BEGIN EXTRACTED RECORDS

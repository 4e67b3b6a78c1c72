//! Chrome DevTools Protocol (CDP) client.
//!
//! Connects to Chrome via WebSocket and speaks the CDP JSON-RPC protocol.
//! Start Chrome with `--remote-debugging-port=9222` or let
//! [`BrowserLauncher`](crate::BrowserLauncher) do it.

mod client;
mod error;
mod protocol;
mod session;

pub use client::CdpClient;
pub use error::CdpError;
pub use protocol::*;
pub use session::PageSession;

END EXTRACTED RECORDS

_EXERCISE OBJECTIVE_. In the listing above, find the line with "Protocol (CDP) client." and the line with "mod protocol;", then reproduce both and every line between them exactly.

_ANSWER SPACE_.
//! Chrome DevTools Protocol (CDP) client.
//!
//! Connects to Chrome via WebSocket and speaks the CDP JSON-RPC protocol.
//! Start Chrome with `--remote-debugging-port=9222` or let
//! [`BrowserLauncher`](crate::BrowserLauncher) do it.

mod client;
mod error;
mod protocol;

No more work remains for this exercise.